Birth of a discussion

A House for Happy Mothers is sure to attract the imagination of everyone who wants to see lifelike, relatable and thought-provoking issues being addressed through the journey of characters who quite convincingly echo our own everyday dilemmas.

It would be no exaggeration to suggest that when an author gathers the courage to weave a story on a theme as complex as surrogacy, and what it means for the people involved, it contains within its womb the potential for being a catalyst for the slow but steady revolution in societal conscience.

Surrogacy is fast gaining momentum in the country, but it continues to be a less-explored and even tabooed theme in social discussions. A House for Happy Mothers breaks the ice and brings out in the open the emotions and apprehensions of the parties involved. It is a provocative and engaging read.

The story is about the trials and tribulations of a married-prosperous Indian couple living in Silicon Valley, Priya and Madhu, whose only woe in life is the fact that Priya cannot become pregnant, and thus the couple decides to have a baby through a surrogate named Asha in India. Asha's husband is a house painter, and despite their poverty, they desire to give their intellectually gifted son quality schooling.

Despite initial family disapproval, Asha decides to become a surrogate as she sees this as the only opportunity to fulfil her family's dreams. Malladi weaves the story intricately with the many realistic dilemmas that both her central characters Priya and Asha face, and how the world around them responds.

Priya's friends deliberate whether or not they should keep working when they have children, or what the best ways are to rear them, and, while this ambience engulfs Priya, all she wants to do is to join their league and experience motherhood. Priya's relationship with her mother gets affected in the process, where she displays cynicism and suggests the possibility that Priya may not be meant for motherhood at all. Despite her daughter's extreme positivity, she says, "Have you thought about that instead of running around impregnating some strange woman with your child?"

What has added to the reading experience is the way Malladi builds the supporting characters, whether we talk about Priya's friends, her quarrelling mother and mother-in-law, Asha's sister-in-law, who happens to be a veteran surrogate, or the other women in Asha's surrogate home. In fact, the importance that the author has attached to these voices enables us to hear the diversity of opinions that people have about surrogacy, womanhood and motherhood.

A co-surrogate in the home tries to convince Asha in her weaker moments that she should only think of the entire process as a profitable business and not feel emotionally tied to the child growing inside. Another woman suggests (about her other child), "You're doing this so that your daughter can study and be a lanja munda like Dr Swati. Strong. Independent."

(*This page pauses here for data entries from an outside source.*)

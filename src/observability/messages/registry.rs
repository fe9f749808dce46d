// Copyright (c) 2025 Steve Wagner (ciroque@live.com)
// SPDX-License-Identifier: MIT

//! Message types for the parameter registry.

use crate::observability::messages::StructuredLog;
use std::fmt::{Display, Formatter};
use tracing::Span;

/// A container was created on demand.
///
/// # Log Level
/// `debug!` - Expected on the first lookup of each name
pub struct ContainerAutoCreated<'a> {
    pub name: &'a str,
    pub kind: &'a str,
}

impl Display for ContainerAutoCreated<'_> {
    fn fmt(&self, f: &mut Formatter) -> std::fmt::Result {
        write!(f, "Created container '{}' of kind {}", self.name, self.kind)
    }
}

impl StructuredLog for ContainerAutoCreated<'_> {
    fn log(&self) {
        tracing::debug!(container = self.name, kind = self.kind, "{}", self);
    }

    fn span(&self, name: &str) -> Span {
        tracing::debug_span!("container_created", span_name = name, container = self.name, kind = self.kind)
    }
}

/// A lookup found a container of another kind under the requested name.
///
/// # Log Level
/// `error!` - The lookup fails
pub struct ContainerKindMismatch<'a> {
    pub name: &'a str,
    pub expected: &'a str,
    pub found: &'a str,
}

impl Display for ContainerKindMismatch<'_> {
    fn fmt(&self, f: &mut Formatter) -> std::fmt::Result {
        write!(
            f,
            "Container '{}' is a {}, expected {}",
            self.name, self.found, self.expected
        )
    }
}

impl StructuredLog for ContainerKindMismatch<'_> {
    fn log(&self) {
        tracing::error!(
            container = self.name,
            expected = self.expected,
            found = self.found,
            "{}", self
        );
    }

    fn span(&self, name: &str) -> Span {
        tracing::error_span!(
            "container_kind_mismatch",
            span_name = name,
            container = self.name,
            expected = self.expected,
            found = self.found
        )
    }
}

/// No constructor is registered for the requested kind.
///
/// # Log Level
/// `error!` - The lookup fails
pub struct UnknownContainerKind<'a> {
    pub name: &'a str,
    pub kind: &'a str,
}

impl Display for UnknownContainerKind<'_> {
    fn fmt(&self, f: &mut Formatter) -> std::fmt::Result {
        write!(f, "Cannot create container '{}': unknown kind {}", self.name, self.kind)
    }
}

impl StructuredLog for UnknownContainerKind<'_> {
    fn log(&self) {
        tracing::error!(container = self.name, kind = self.kind, "{}", self);
    }

    fn span(&self, name: &str) -> Span {
        tracing::error_span!("unknown_container_kind", span_name = name, container = self.name, kind = self.kind)
    }
}

/// A registered container was swapped for another one.
///
/// # Log Level
/// `info!` - Composition change
pub struct ContainerReplaced<'a> {
    pub name: &'a str,
    pub old_kind: &'a str,
    pub new_kind: &'a str,
}

impl Display for ContainerReplaced<'_> {
    fn fmt(&self, f: &mut Formatter) -> std::fmt::Result {
        write!(
            f,
            "Replaced container '{}' ({} -> {})",
            self.name, self.old_kind, self.new_kind
        )
    }
}

impl StructuredLog for ContainerReplaced<'_> {
    fn log(&self) {
        tracing::info!(
            container = self.name,
            old_kind = self.old_kind,
            new_kind = self.new_kind,
            "{}", self
        );
    }

    fn span(&self, name: &str) -> Span {
        tracing::info_span!(
            "container_replaced",
            span_name = name,
            container = self.name,
            old_kind = self.old_kind,
            new_kind = self.new_kind
        )
    }
}
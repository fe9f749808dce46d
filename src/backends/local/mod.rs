// Copyright (c) 2025 Steve Wagner (ciroque@live.com)
// SPDX-License-Identifier: MIT

pub mod containers;
pub mod factory;
pub mod filters;
pub mod tasks;

pub use containers::{container_factory, EventHeader};
pub use factory::{FilterScope, LocalTaskFactory};
pub use filters::*;
pub use tasks::*;
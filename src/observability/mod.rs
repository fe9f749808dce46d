// Copyright (c) 2025 Steve Wagner (ciroque@live.com)
// SPDX-License-Identifier: MIT

//! Observability module for structured logging and status reporting.
//!
//! Every operational message is a small struct in [`messages`] that
//! implements `Display` and [`messages::StructuredLog`], so log text lives in
//! one place per subsystem instead of being scattered through the scheduler.
//!
//! # Architecture
//!
//! Messages are organized by subsystem:
//! * `messages::task` - single task lifecycle
//! * `messages::task_list` - scheduling, composition and statistics
//! * `messages::filter` - filter list composition and evaluation
//! * `messages::registry` - parameter registry lookups and creation
//! * `messages::event_loop` - run start, end and aborts
//! * `messages::validation` - configuration validation
//!
//! # Usage
//!
//! ```rust
//! use iact_pipeline::observability::messages::task_list::TaskRemovedFromList;
//! use iact_pipeline::observability::messages::StructuredLog;
//!
//! TaskRemovedFromList {
//!     task: "Reader [EventSource]",
//!     list: "MainList",
//! }
//! .log();
//! ```

mod display;
mod logging;
pub mod messages;

pub use display::{StatusDisplay, TracingStatusDisplay};
pub use logging::init_logging;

What is interesting to note is that the contexts that the two women find themselves in are responsible for the perspectives on the issue that they introduce. It provides an opportune moment to discuss surrogacy from the class angle, and its implications for the women involved.

The most engaging parts of the novel unfold in India, where Asha lives under medical supervision with women like herself in a special home until they deliver the babies they are being paid for, having left behind their own families. The house looks unkempt and the women are taken care of by a housemother who is strict yet kind.

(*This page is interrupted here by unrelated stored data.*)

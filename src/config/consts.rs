// Copyright (c) 2025 Steve Wagner (ciroque@live.com)
// SPDX-License-Identifier: MIT

/// Stream tag matching every stream.
pub const ALL_STREAMS: &str = "All";
/// Registry name of the event header filled by the reader.
pub const DEFAULT_HEADER_NAME: &str = "EventHeader";
/// Log level used when `RUST_LOG` is not set.
pub const DEFAULT_LOG_LEVEL: &str = "info";
/// Kind of the root entry of every pipeline.
pub const ROOT_KIND: &str = "task_list";
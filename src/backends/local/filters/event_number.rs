// Copyright (c) 2025 Steve Wagner (ciroque@live.com)
// SPDX-License-Identifier: MIT

use std::cell::RefCell;
use std::rc::Rc;

use serde::Deserialize;

use crate::backends::local::EventHeader;
use crate::config::consts::DEFAULT_HEADER_NAME;
use crate::engine::{ExecutionContext, ParameterRegistry};
use crate::errors::TaskError;
use crate::traits::{Filter, PreProcessOutcome, ReturnCode, Task, TaskCore};

/// Configuration for the event-number filter.
///
/// # Fields
/// * `first` - First event number accepted (optional)
/// * `last` - Last event number accepted (optional)
/// * `prescale` - Accept every n-th event of the window, counted from `first`
/// * `header` - Registry name of the header container
#[derive(Debug, Clone, Deserialize)]
#[serde(deny_unknown_fields)]
pub struct EventNumberConfig {
    pub first: Option<u64>,
    pub last: Option<u64>,
    #[serde(default = "default_prescale")]
    pub prescale: u64,
    #[serde(default = "default_header")]
    pub header: String,
}

impl Default for EventNumberConfig {
    fn default() -> Self {
        Self {
            first: None,
            last: None,
            prescale: default_prescale(),
            header: default_header(),
        }
    }
}

fn default_prescale() -> u64 {
    1
}

fn default_header() -> String {
    DEFAULT_HEADER_NAME.to_string()
}

/// Accepts events by their number: a window plus an optional prescale.
pub struct EventNumberFilter {
    core: TaskCore,
    config: EventNumberConfig,
    header: Option<Rc<RefCell<EventHeader>>>,
    inverted: bool,
    accepted: bool,
}

impl EventNumberFilter {
    pub const KIND: &'static str = "EventNumber";

    pub fn new(name: impl Into<String>, config: EventNumberConfig) -> Self {
        Self {
            core: TaskCore::new(name),
            config,
            header: None,
            inverted: false,
            accepted: false,
        }
    }

    pub fn accepts(&self, event_number: u64) -> bool {
        let first = self.config.first.unwrap_or(0);
        if event_number < first {
            return false;
        }
        if self.config.last.is_some_and(|last| event_number > last) {
            return false;
        }
        (event_number - first) % self.config.prescale == 0
    }
}

impl Task for EventNumberFilter {
    fn core(&self) -> &TaskCore {
        &self.core
    }

    fn core_mut(&mut self) -> &mut TaskCore {
        &mut self.core
    }

    fn kind(&self) -> &'static str {
        Self::KIND
    }

    fn pre_process(
        &mut self,
        registry: &mut ParameterRegistry,
        _ctx: &ExecutionContext,
    ) -> Result<PreProcessOutcome, TaskError> {
        if self.config.prescale == 0 {
            return Err(TaskError::failed(self.descriptor(), "prescale must be at least 1"));
        }
        self.header = Some(registry.find_or_create_as::<EventHeader>(&self.config.header)?);
        Ok(PreProcessOutcome::Ready)
    }

    fn process(&mut self, _registry: &mut ParameterRegistry, _ctx: &ExecutionContext) -> ReturnCode {
        let Some(header) = &self.header else {
            return ReturnCode::Error;
        };
        let event_number = header.borrow().event_number;
        self.accepted = self.accepts(event_number);
        ReturnCode::Success
    }

    fn post_process(&mut self, _registry: &mut ParameterRegistry, _ctx: &ExecutionContext) -> Result<(), TaskError> {
        self.header = None;
        Ok(())
    }
}

impl Filter for EventNumberFilter {
    fn is_expression_true(&self) -> bool {
        self.accepted
    }

    fn is_inverted(&self) -> bool {
        self.inverted
    }

    fn set_inverted(&mut self, inverted: bool) {
        self.inverted = inverted;
    }
}
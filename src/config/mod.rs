// Copyright (c) 2025 Steve Wagner (ciroque@live.com)
// SPDX-License-Identifier: MIT

mod loader;
mod runtime;
mod validation;

pub mod consts;

pub use loader::{
    load_and_validate_config, load_config, AcceleratorFlag, Config, EventLoopConfig,
    RegistryConfig, TaskConfig,
};
pub use runtime::RuntimeBuilder;
pub use validation::validate_config;
// Copyright (c) 2025 Steve Wagner (ciroque@live.com)
// SPDX-License-Identifier: MIT

use std::time::Duration;

use serde::{Serialize, Serializer};

use crate::observability::messages::task_list::StatisticsLine;
use crate::observability::messages::StructuredLog;
use crate::traits::TaskCore;

/// Execution statistics of a task and, for composites, of its children.
#[derive(Debug, Clone, PartialEq, Serialize)]
pub struct TaskStatistics {
    pub descriptor: String,
    pub name: String,
    pub title: String,
    pub stream: String,
    /// Executions since the last pre-process.
    pub executions: u64,
    pub total_executions: u64,
    #[serde(rename = "time_seconds", serialize_with = "as_seconds")]
    pub time_spent: Duration,
    pub filter: Option<String>,
    pub participates: bool,
    #[serde(skip_serializing_if = "Vec::is_empty")]
    pub children: Vec<TaskStatistics>,
}

fn as_seconds<S: Serializer>(duration: &Duration, serializer: S) -> Result<S::Ok, S::Error> {
    serializer.serialize_f64(duration.as_secs_f64())
}

impl TaskStatistics {
    pub fn from_core(descriptor: String, core: &TaskCore, participates: bool) -> Self {
        let filter = core
            .filter()
            .map(|filter| filter.rule().unwrap_or_else(|| filter.id().to_string()));
        Self {
            descriptor,
            name: core.name().to_string(),
            title: core.title().to_string(),
            stream: core.stream_id().to_string(),
            executions: core.num_executions_since_pre_process(),
            total_executions: core.num_executions(),
            time_spent: core.time_spent(),
            filter,
            participates,
            children: Vec::new(),
        }
    }

    pub fn with_children(mut self, children: Vec<TaskStatistics>) -> Self {
        self.children = children;
        self
    }

    /// Indented table rows: executions, share of the parent's time,
    /// descriptor, title and filter. Tasks without per-event work are left
    /// out.
    pub fn lines(&self) -> Vec<String> {
        let mut lines = Vec::new();
        self.render(0, self.time_spent, &mut lines);
        lines
    }

    pub fn log(&self) {
        for line in self.lines() {
            StatisticsLine { line: &line }.log();
        }
    }

    fn render(&self, depth: usize, parent_time: Duration, lines: &mut Vec<String>) {
        if !self.participates {
            return;
        }

        let share = if parent_time.is_zero() {
            0.0
        } else {
            self.time_spent.as_secs_f64() / parent_time.as_secs_f64() * 100.0
        };
        let mut line = format!(
            "{:indent$}{:>10} {:>5.1}%  {}",
            "",
            self.executions,
            share,
            self.descriptor,
            indent = depth * 2
        );
        if self.title != self.name {
            line.push_str(&format!(" '{}'", self.title));
        }
        if let Some(filter) = &self.filter {
            line.push_str(&format!(" <{}>", filter));
        }
        lines.push(line);

        for child in &self.children {
            child.render(depth + 1, self.time_spent, lines);
        }
    }
}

Interesting dynamics unfold amongst the women, where one acclaims, "We're giving a gift to someone - something they can't get themselves - and they give me the resources to build a better life."

For Asha, this means the chance of educating Manoj, who has been promoted by two grades in the village school. Asha and her husband have their bitter moments, but a zeal for the son motivates them.

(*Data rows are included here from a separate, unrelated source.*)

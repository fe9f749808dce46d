// Copyright (c) 2025 Steve Wagner (ciroque@live.com)
// SPDX-License-Identifier: MIT

//! Message types for the lifecycle of a single task.

use crate::observability::messages::StructuredLog;
use crate::traits::TaskId;
use std::fmt::{Display, Formatter};
use tracing::Span;

/// A task is about to be pre-processed.
///
/// # Log Level
/// `debug!` - Lifecycle detail
pub struct TaskPreProcessing<'a> {
    pub task: &'a str,
    pub stream: &'a str,
}

impl Display for TaskPreProcessing<'_> {
    fn fmt(&self, f: &mut Formatter) -> std::fmt::Result {
        write!(f, "Preprocessing {} (stream {})", self.task, self.stream)
    }
}

impl StructuredLog for TaskPreProcessing<'_> {
    fn log(&self) {
        tracing::debug!(task = self.task, stream = self.stream, "{}", self);
    }

    fn span(&self, name: &str) -> Span {
        tracing::debug_span!("pre_process", span_name = name, task = self.task, stream = self.stream)
    }
}

/// A task is about to be post-processed.
///
/// # Log Level
/// `debug!` - Lifecycle detail
pub struct TaskPostProcessing<'a> {
    pub task: &'a str,
    pub executions: u64,
}

impl Display for TaskPostProcessing<'_> {
    fn fmt(&self, f: &mut Formatter) -> std::fmt::Result {
        write!(f, "Postprocessing {} after {} executions", self.task, self.executions)
    }
}

impl StructuredLog for TaskPostProcessing<'_> {
    fn log(&self) {
        tracing::debug!(task = self.task, executions = self.executions, "{}", self);
    }

    fn span(&self, name: &str) -> Span {
        tracing::debug_span!(
            "post_process",
            span_name = name,
            task = self.task,
            executions = self.executions
        )
    }
}

/// A task is being re-initialized for new input.
///
/// # Log Level
/// `debug!` - Lifecycle detail
pub struct TaskReInitializing<'a> {
    pub task: &'a str,
}

impl Display for TaskReInitializing<'_> {
    fn fmt(&self, f: &mut Formatter) -> std::fmt::Result {
        write!(f, "Reinitializing {}", self.task)
    }
}

impl StructuredLog for TaskReInitializing<'_> {
    fn log(&self) {
        tracing::debug!(task = self.task, "{}", self);
    }

    fn span(&self, name: &str) -> Span {
        tracing::debug_span!("re_init", span_name = name, task = self.task)
    }
}

/// The filter gating a task could not be evaluated because it is in use.
///
/// # Log Level
/// `error!` - The event is aborted
pub struct FilterUnavailable<'a> {
    pub task: &'a str,
    pub filter: TaskId,
}

impl Display for FilterUnavailable<'_> {
    fn fmt(&self, f: &mut Formatter) -> std::fmt::Result {
        write!(
            f,
            "Filter {} gating {} is in use and cannot be evaluated",
            self.filter, self.task
        )
    }
}

impl StructuredLog for FilterUnavailable<'_> {
    fn log(&self) {
        tracing::error!(task = self.task, filter = self.filter.value(), "{}", self);
    }

    fn span(&self, name: &str) -> Span {
        tracing::error_span!(
            "filter_unavailable",
            span_name = name,
            task = self.task,
            filter = self.filter.value()
        )
    }
}

/// A task whose only job is to evaluate a condition has none.
///
/// # Log Level
/// `warn!` - The task removes itself
pub struct TaskWithoutCondition<'a> {
    pub task: &'a str,
}

impl Display for TaskWithoutCondition<'_> {
    fn fmt(&self, f: &mut Formatter) -> std::fmt::Result {
        write!(f, "{} has no condition and is removed", self.task)
    }
}

impl StructuredLog for TaskWithoutCondition<'_> {
    fn log(&self) {
        tracing::warn!(task = self.task, "{}", self);
    }

    fn span(&self, name: &str) -> Span {
        tracing::warn_span!("task_without_condition", span_name = name, task = self.task)
    }
}

/// An optional container is not in the registry.
///
/// # Log Level
/// `info!` - The task removes itself
pub struct ContainerMissing<'a> {
    pub task: &'a str,
    pub container: &'a str,
}

impl Display for ContainerMissing<'_> {
    fn fmt(&self, f: &mut Formatter) -> std::fmt::Result {
        write!(
            f,
            "{}: container '{}' not found, task removed",
            self.task, self.container
        )
    }
}

impl StructuredLog for ContainerMissing<'_> {
    fn log(&self) {
        tracing::info!(task = self.task, container = self.container, "{}", self);
    }

    fn span(&self, name: &str) -> Span {
        tracing::info_span!(
            "container_missing",
            span_name = name,
            task = self.task,
            container = self.container
        )
    }
}

/// Contents of a container, printed once per event.
///
/// # Log Level
/// `info!` - Requested output
pub struct ContainerContents<'a> {
    pub container: &'a str,
    pub contents: &'a str,
}

impl Display for ContainerContents<'_> {
    fn fmt(&self, f: &mut Formatter) -> std::fmt::Result {
        write!(f, "{}: {}", self.container, self.contents)
    }
}

impl StructuredLog for ContainerContents<'_> {
    fn log(&self) {
        tracing::info!(container = self.container, "{}", self);
    }

    fn span(&self, name: &str) -> Span {
        tracing::info_span!("container_contents", span_name = name, container = self.container)
    }
}

/// A reader has delivered all of its events.
///
/// # Log Level
/// `info!` - Normal end of input
pub struct InputExhausted<'a> {
    pub task: &'a str,
    pub events: u64,
}

impl Display for InputExhausted<'_> {
    fn fmt(&self, f: &mut Formatter) -> std::fmt::Result {
        write!(f, "{}: end of input after {} events", self.task, self.events)
    }
}

impl StructuredLog for InputExhausted<'_> {
    fn log(&self) {
        tracing::info!(task = self.task, events = self.events, "{}", self);
    }

    fn span(&self, name: &str) -> Span {
        tracing::info_span!("input_exhausted", span_name = name, task = self.task, events = self.events)
    }
}

/// Share of events a filter let through during a run.
///
/// # Log Level
/// `info!` - End-of-run summary
pub struct SelectionSummary<'a> {
    pub filter: &'a str,
    pub selected: u64,
    pub evaluated: u64,
}

impl Display for SelectionSummary<'_> {
    fn fmt(&self, f: &mut Formatter) -> std::fmt::Result {
        let percent = if self.evaluated == 0 {
            0.0
        } else {
            self.selected as f64 / self.evaluated as f64 * 100.0
        };
        write!(
            f,
            "{}: {} of {} events selected ({:.1}%)",
            self.filter, self.selected, self.evaluated, percent
        )
    }
}

impl StructuredLog for SelectionSummary<'_> {
    fn log(&self) {
        tracing::info!(
            filter = self.filter,
            selected = self.selected,
            evaluated = self.evaluated,
            "{}", self
        );
    }

    fn span(&self, name: &str) -> Span {
        tracing::info_span!(
            "selection_summary",
            span_name = name,
            filter = self.filter,
            selected = self.selected,
            evaluated = self.evaluated
        )
    }
}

An important part of the narrative are posts from an online message board, which Priya posts on and reads in moments of doubt. Notes that mothers leave for each other here describe the realm of the unknown surrounding surrogacy.

Priya and Asha are women located in completely contrasting social realities and we hardly see anything common between them, but as the story unfolds, we discover how their love for their own children - the one that is to enter the world and those who already have - is the force that binds them with an invisible thread of interconnectedness.

Malladi's book is thought-provoking as it stirs up in the mind glimpses from the worlds of two women juxtaposed by destiny.